Seu esforço de ficar imperceptível caiu por terra, quando apareceu com sua instrutora da academia de ginástica. Ele resolvera matricular-se e desenvolver o corpo, contando com a orientação dela e ingestão de suprimentos alimentares. Pouco se viu de ganhos de massa muscular nele, porém ela já estava numa zona limítrofe da natureza.

O que impressionava era seu corpo. Seus braços eram mais grossos que as pernas do Miguel. O tórax parecia daqueles antigos carregadores de mudança e o bíceps, que antigamente se chamava de muque, era de estourar manga de camisa.

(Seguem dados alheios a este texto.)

//! place-index - restaurant entity resolution CLI

use clap::Parser;
use tracing_subscriber::EnvFilter;

use place_index::cli::App;

#[tokio::main]
async fn main() -> color_eyre::Result<()> {
    color_eyre::install()?;

    let app = App::parse();

    // Logs go to stderr; stdout is reserved for merge output
    let default_level = if app.verbose { "debug" } else { "info" };
    let filter =
        EnvFilter::try_from_default_env().unwrap_or_else(|_| EnvFilter::new(default_level));
    tracing_subscriber::fmt()
        .with_env_filter(filter)
        .with_writer(std::io::stderr)
        .init();

    app.run().await
}
//! Enumerations shared by every provider: price brackets and atmospheres.

use std::str::FromStr;

use serde::{Deserialize, Serialize};

/// Price bracket of an establishment.
///
/// A merged place may span several brackets, so places hold a list of these.
#[derive(Debug, Clone, Copy, PartialEq, Eq, Hash, Serialize, Deserialize)]
#[serde(rename_all = "SCREAMING_SNAKE_CASE")]
pub enum PriceLevel {
    Free,
    Low,
    Medium,
    High,
    VeryHigh,
    Unknown,
}

impl PriceLevel {
    pub fn is_known(&self) -> bool {
        !matches!(self, PriceLevel::Unknown)
    }

    /// Maps a Google Maps `PRICE_LEVEL_*` value.
    pub fn from_gmaps(value: &str) -> Self {
        match value {
            "PRICE_LEVEL_FREE" => PriceLevel::Free,
            "PRICE_LEVEL_INEXPENSIVE" => PriceLevel::Low,
            "PRICE_LEVEL_MODERATE" => PriceLevel::Medium,
            "PRICE_LEVEL_EXPENSIVE" => PriceLevel::High,
            "PRICE_LEVEL_VERY_EXPENSIVE" => PriceLevel::VeryHigh,
            _ => PriceLevel::Unknown,
        }
    }

    /// Maps a single Tripadvisor dollar bracket (`$` to `$$$$`).
    pub fn from_dollars(value: &str) -> Self {
        match value.trim() {
            "$" => PriceLevel::Low,
            "$$" => PriceLevel::Medium,
            "$$$" => PriceLevel::High,
            "$$$$" => PriceLevel::VeryHigh,
            _ => PriceLevel::Unknown,
        }
    }
}

impl std::fmt::Display for PriceLevel {
    fn fmt(&self, f: &mut std::fmt::Formatter<'_>) -> std::fmt::Result {
        let s = match self {
            PriceLevel::Free => "FREE",
            PriceLevel::Low => "LOW",
            PriceLevel::Medium => "MEDIUM",
            PriceLevel::High => "HIGH",
            PriceLevel::VeryHigh => "VERY_HIGH",
            PriceLevel::Unknown => "UNKNOWN",
        };
        f.write_str(s)
    }
}

/// Occasion or audience a place is suited for.
#[derive(Debug, Clone, Copy, PartialEq, Eq, Hash, Serialize, Deserialize)]
#[serde(rename_all = "SCREAMING_SNAKE_CASE")]
pub enum Atmosphere {
    Solo,
    Couples,
    Family,
    Friends,
    Business,
    Groups,
    Sport,
    Unknown,
}

impl Atmosphere {
    /// Maps a Tripadvisor trip type label ("Solo travel", "Couples", ...).
    pub fn from_trip_type(label: &str) -> Self {
        label.parse().unwrap_or(Atmosphere::Unknown)
    }
}

impl FromStr for Atmosphere {
    type Err = String;

    fn from_str(s: &str) -> Result<Self, Self::Err> {
        match s {
            "Solo travel" | "SOLO" => Ok(Atmosphere::Solo),
            "Couples" | "COUPLES" => Ok(Atmosphere::Couples),
            "Family" | "FAMILY" => Ok(Atmosphere::Family),
            "Friends getaway" | "FRIENDS" => Ok(Atmosphere::Friends),
            "Business" | "BUSINESS" => Ok(Atmosphere::Business),
            "GROUPS" => Ok(Atmosphere::Groups),
            "SPORT" => Ok(Atmosphere::Sport),
            _ => Err(format!("Unknown atmosphere '{}'", s)),
        }
    }
}

#[cfg(test)]
mod tests {
    use super::*;

    #[test]
    fn test_gmaps_price_levels() {
        assert_eq!(PriceLevel::from_gmaps("PRICE_LEVEL_MODERATE"), PriceLevel::Medium);
        assert_eq!(PriceLevel::from_gmaps("PRICE_LEVEL_UNSPECIFIED"), PriceLevel::Unknown);
        assert_eq!(PriceLevel::from_gmaps(""), PriceLevel::Unknown);
    }

    #[test]
    fn test_dollar_price_levels() {
        assert_eq!(PriceLevel::from_dollars(" $$ "), PriceLevel::Medium);
        assert_eq!(PriceLevel::from_dollars("$$$$"), PriceLevel::VeryHigh);
        assert_eq!(PriceLevel::from_dollars("cheap"), PriceLevel::Unknown);
    }

    #[test]
    fn test_price_level_serialization() {
        let json = serde_json::to_string(&PriceLevel::VeryHigh).unwrap();
        assert_eq!(json, "\"VERY_HIGH\"");
    }

    #[test]
    fn test_trip_types() {
        assert_eq!(Atmosphere::from_trip_type("Friends getaway"), Atmosphere::Friends);
        assert_eq!(Atmosphere::from_trip_type("Backpacking"), Atmosphere::Unknown);
    }
}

Quando soubemos que o nome dela era Ana, alguém não resistiu e tacou-lhe o complemento perfeito: bolizante. Era a verdadeira Ana Bolizante.

O que ninguém poderia imaginar, acabou acontecendo. Passaram a namorar.

O casal era muito estranho e não se largavam. A paixão mostrou uma faceta ignorada do Miguel: era muito ciumento.

Ela que adorava exibir o seu corpo “bombado” atraía os olhares de todos e ele morria de ciúmes e ficava muito irritado.

De surpresa em surpresa surgiu outra jamais pensada. Ele não só era totalmente possessivo, como também a surrava nas suas crises de ciumeira.

Houve quem duvidasse dessas surras, até que o Ari foi chamado pelo Miguel na delegacia, para intervir e ver se resolvia um problema, já que era amigo do escrivão.

Na volta nos encontrou e fez o insólito relato:

Ele realmente tinha batido nela, que orientada por uma prima foi na delegacia registrar a ocorrência. O Miguel, sabendo dos rigores da nova legislação, sentiu que poderia ser enquadrado na lei Maria da Penha e por isso pediu o auxílio do seu amigo.

Quando chegou à delegacia, já estavam reconciliados. Ela tinha se arrependido e queria retirar a queixa. O Ari, que nunca tinha falado com ela, ficou perplexo com os efeitos dos esteroides na sua voz, que era rouca e forte. E, junto com o escrivão, presenciou a cena romântica e inesquecível.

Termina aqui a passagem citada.